January 5, 2020 – Epiphany

Let me tell you who did it. I’m violating the fundamental principle of most mystery stories, which is to hide until the end the answer to “Whodunit?” In the mystery story Paul unfolds in Ephesians 3, he tells us almost from the beginning who the perpetrator is. God revealed the mystery to him, and Paul revealed it to us. Jesus did it. You probably already knew that. So where’s the mystery?

The Bible might be dull reading for those who browse mysteries on Amazon. Bible authors tell who did it right at the outset. Genesis starts “In the beginning, God…” Mark’s first words are, “The beginning of the Gospel of Jesus Christ, the Son of God.” And Paul starts his letters by revealing he was sent as an apostle by Jesus Christ. No secrets, no guessing who’s behind it all—it’s told in the first few lines. Why then does Paul, well into his letter to the Ephesians, talk about a mystery in chapter 3, verses 3, 4, and 9?

The best way I can explain how Paul’s story is a mystery is to talk about television sleuth Lieutenant Columbo. Yes, I know that’s reaching back before some of us were born. Peter Falk first brought Columbo to living room screens in 1968. He appeared on and off until the last Columbo episode aired in 2003. But please bear with this old man’s television nostalgia as I tell you about Columbo.

The lieutenant is a likeable, shabby plain-clothes police officer who wears a long wrinkled putty-colored rain coat in sunny Los Angeles. He is absent-minded and seems slow on the uptake, always fumbling through his pockets for a pencil or a piece of evidence. He keeps forgetting where he was in a conversation with a suspect. He drives a beat-up old 1959 Peugeot and smokes cheap cigars that come six to a pack. One of his main ploys is to conclude an interview, leave, then snap his fingers and turn back at the door to ask “just one more thing.”
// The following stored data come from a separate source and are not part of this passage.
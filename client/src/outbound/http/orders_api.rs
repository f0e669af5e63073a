//! Authenticated order endpoint adapter.

use std::sync::Arc;

use async_trait::async_trait;

use crate::domain::error::ClientResult;
use crate::domain::feeds::OrderSummaryItem;
use crate::domain::http_client::AuthHttpClient;
use crate::domain::ports::{ApiRequest, OrdersApi};

use super::expect_success;

/// Order endpoint client over the authenticated HTTP client.
pub struct HttpOrdersApi {
    client: Arc<AuthHttpClient>,
}

impl HttpOrdersApi {
    /// Build a client over the authenticated HTTP client.
    #[must_use]
    pub fn new(client: Arc<AuthHttpClient>) -> Self {
        Self { client }
    }
}

#[async_trait]
impl OrdersApi for HttpOrdersApi {
    async fn list(&self) -> ClientResult<Vec<OrderSummaryItem>> {
        let response = self.client.execute(ApiRequest::get("/api/orders")).await?;
        expect_success(response)?.json()
    }
}

#[cfg(test)]
mod tests {
    //! Regression coverage for this module.
    use crate::domain::auth::Role;
    use crate::domain::feeds::OrderStatus;
    use crate::domain::ports::{ApiResponse, InMemoryStateStore};
    use crate::domain::session_store::SessionStore;
    use crate::test_support::api::{ScriptedAuthApi, ScriptedGateway};
    use crate::test_support::auth::{sample_profile, token_pair_expiring_in_secs};
    use crate::test_support::nav::RecordingNavigator;

    use super::*;

    #[tokio::test]
    async fn list_decodes_the_order_payload() {
        let body = r#"[{
            "id": "o1",
            "product": "Cork stool",
            "price": 75.0,
            "status": "Delivered",
            "createdAt": "2026-02-01T08:00:00Z"
        }]"#;
        let gateway = Arc::new(ScriptedGateway::with_responses(vec![Ok(ApiResponse {
            status: 200,
            body: body.as_bytes().to_vec(),
        })]));
        let store = Arc::new(SessionStore::new(
            Arc::new(ScriptedAuthApi::default()),
            Arc::new(InMemoryStateStore::default()),
            Arc::new(RecordingNavigator::default()),
        ));
        store
            .login(token_pair_expiring_in_secs(3_600), sample_profile(Role::Buyer))
            .await
            .expect("login succeeds");
        let api = HttpOrdersApi::new(Arc::new(AuthHttpClient::new(gateway.clone(), store)));

        let orders = api.list().await.expect("list succeeds");

        assert_eq!(orders.len(), 1);
        let order = orders.first().expect("one order");
        assert_eq!(order.status, OrderStatus::Delivered);
        let bearers = gateway.bearers();
        assert!(bearers.first().is_some_and(Option::is_some));
    }
}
Columbo has a wife he’s always talking about and loves dearly, but we never get to see her or even know her name, other than “Mrs. Columbo.” In fact, in all the years of the series, we never learn the lieutenant’s own first name. He’s a little mysterious, but that’s not the big mystery of these shows. Nor is the identity of the murderer.
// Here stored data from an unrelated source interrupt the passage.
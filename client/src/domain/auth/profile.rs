//! User identity, role, and profile types.

use std::fmt;

use serde::{Deserialize, Serialize};

/// Validation errors returned by the profile constructors.
#[derive(Debug, Clone, PartialEq, Eq, thiserror::Error)]
pub enum ProfileValidationError {
    /// User id was missing or blank once trimmed.
    #[error("user id must not be empty")]
    EmptyId,
    /// User id contained surrounding whitespace.
    #[error("user id must not contain surrounding whitespace")]
    InvalidId,
    /// Email was blank or not shaped like an address.
    #[error("email must contain a local part and a domain")]
    InvalidEmail,
    /// Display name was blank.
    #[error("name must not be empty")]
    EmptyName,
}

/// Stable user identifier as issued by the backend.
///
/// The backend owns the id format, so this stays an opaque validated string
/// rather than assuming any particular encoding.
#[derive(Debug, Clone, PartialEq, Eq, Hash, Serialize, Deserialize)]
#[serde(try_from = "String", into = "String")]
pub struct UserId(String);

impl UserId {
    /// Validate and construct a [`UserId`] from borrowed input.
    pub fn new(id: impl AsRef<str>) -> Result<Self, ProfileValidationError> {
        Self::from_owned(id.as_ref().to_owned())
    }

    fn from_owned(id: String) -> Result<Self, ProfileValidationError> {
        if id.is_empty() {
            return Err(ProfileValidationError::EmptyId);
        }
        if id.trim() != id {
            return Err(ProfileValidationError::InvalidId);
        }
        Ok(Self(id))
    }
}

impl AsRef<str> for UserId {
    fn as_ref(&self) -> &str {
        self.0.as_str()
    }
}

impl fmt::Display for UserId {
    fn fmt(&self, f: &mut fmt::Formatter<'_>) -> fmt::Result {
        f.write_str(self.as_ref())
    }
}

impl From<UserId> for String {
    fn from(value: UserId) -> Self {
        value.0
    }
}

impl TryFrom<String> for UserId {
    type Error = ProfileValidationError;

    fn try_from(value: String) -> Result<Self, Self::Error> {
        Self::from_owned(value)
    }
}

/// Account role as assigned by the backend.
///
/// `Pending` is the transient role of a new OAuth user who has not yet picked
/// buyer or seller; it grants no capabilities.
#[derive(Debug, Clone, Copy, PartialEq, Eq, Hash, Serialize, Deserialize)]
#[serde(rename_all = "lowercase")]
pub enum Role {
    Buyer,
    Seller,
    Admin,
    Pending,
}

impl Role {
    /// Capability names granted to this role.
    #[must_use]
    pub fn permissions(self) -> &'static [&'static str] {
        match self {
            Self::Admin => &[
                "shop",
                "manage_products",
                "manage_orders",
                "manage_users",
                "view_analytics",
            ],
            Self::Seller => &["shop", "manage_products", "view_analytics"],
            Self::Buyer => &["shop"],
            Self::Pending => &[],
        }
    }

    /// Whether this role grants the named capability.
    #[must_use]
    pub fn has_permission(self, permission: &str) -> bool {
        self.permissions().contains(&permission)
    }
}

impl fmt::Display for Role {
    fn fmt(&self, f: &mut fmt::Formatter<'_>) -> fmt::Result {
        let label = match self {
            Self::Buyer => "buyer",
            Self::Seller => "seller",
            Self::Admin => "admin",
            Self::Pending => "pending",
        };
        f.write_str(label)
    }
}

/// Authenticated user profile.
///
/// ## Invariants
/// - `id` is non-empty without surrounding whitespace.
/// - `email` contains a local part and a domain.
/// - `name` is non-empty once trimmed.
#[derive(Debug, Clone, PartialEq, Eq, Serialize, Deserialize)]
#[serde(rename_all = "camelCase")]
#[serde(try_from = "UserProfileDto", into = "UserProfileDto")]
pub struct UserProfile {
    id: UserId,
    role: Role,
    email: String,
    name: String,
}

impl UserProfile {
    /// Build a profile from validated parts.
    pub fn new(
        id: UserId,
        role: Role,
        email: impl Into<String>,
        name: impl Into<String>,
    ) -> Result<Self, ProfileValidationError> {
        let email = email.into();
        if !is_plausible_email(&email) {
            return Err(ProfileValidationError::InvalidEmail);
        }
        let name = name.into();
        if name.trim().is_empty() {
            return Err(ProfileValidationError::EmptyName);
        }
        Ok(Self {
            id,
            role,
            email,
            name,
        })
    }

    /// Stable user identifier.
    #[must_use]
    pub fn id(&self) -> &UserId {
        &self.id
    }

    /// Account role.
    #[must_use]
    pub fn role(&self) -> Role {
        self.role
    }

    /// Contact email address.
    #[must_use]
    pub fn email(&self) -> &str {
        self.email.as_str()
    }

    /// Display name.
    #[must_use]
    pub fn name(&self) -> &str {
        self.name.as_str()
    }

    /// Copy of this profile with a different role.
    ///
    /// Only the role-selection flow for `Pending` accounts may use this; the
    /// session store enforces that restriction.
    #[must_use]
    pub(crate) fn with_role(&self, role: Role) -> Self {
        Self {
            role,
            ..self.clone()
        }
    }
}

fn is_plausible_email(email: &str) -> bool {
    match email.split_once('@') {
        Some((local, domain)) => !local.is_empty() && domain.contains('.'),
        None => false,
    }
}

#[derive(Debug, Clone, Serialize, Deserialize)]
#[serde(rename_all = "camelCase")]
struct UserProfileDto {
    id: String,
    role: Role,
    email: String,
    name: String,
}

impl From<UserProfile> for UserProfileDto {
    fn from(value: UserProfile) -> Self {
        let UserProfile {
            id,
            role,
            email,
            name,
        } = value;
        Self {
            id: id.into(),
            role,
            email,
            name,
        }
    }
}

impl TryFrom<UserProfileDto> for UserProfile {
    type Error = ProfileValidationError;

    fn try_from(value: UserProfileDto) -> Result<Self, Self::Error> {
        let UserProfileDto {
            id,
            role,
            email,
            name,
        } = value;
        UserProfile::new(UserId::new(id)?, role, email, name)
    }
}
Watching Columbo, just like reading the Bible, you always know who did it from the beginning. In early years, it was always another celebrity playing the killer. Somebody like Dick Van Dyke, Eddie Albert, or William Shatner commits a murder in the first few minutes, while we all watch. For the rest of the show, we know who did it. We’re just waiting to see how Columbo will figure it out. It’s called an “inverse mystery.”

The “mystery of Christ,” as Paul tells it, is an inverse mystery. There are no guessing games, nothing hidden about what has happened. Like the writers for Columbo, Paul more or less tells it all right at the beginning. In verse 4 he calls it the “mystery of Jesus Christ,” and in verse 5 says it has been revealed to the apostles and prophets. Then in verse 6 he just tells us, “that is, the Gentiles have become fellow heirs, members of the same body, and sharers in the promise in Jesus Christ through the gospel.”

We celebrate that mystery today on Epiphany. The “commission of God’s grace,” as Paul calls it in verse 2, is for everyone, Gentiles as well as Jews. Our other texts all say the same. Isaiah 60:3 says “Nations will come to your light and kings to the brightness of your dawn.” Psalm 72:11 says, “may all kings bow down to him, and all nations serve him.” And in Matthew 2 we read the sweet, mysterious account of magi, Persian astrologers, very possibly from Iran, journeying across desert to kneel before the boy Jesus. We know the story, the mystery is told, revealed, shines forth on Epiphany. The grace of Jesus Christ is for the whole earth, for every last man, woman and child on this planet.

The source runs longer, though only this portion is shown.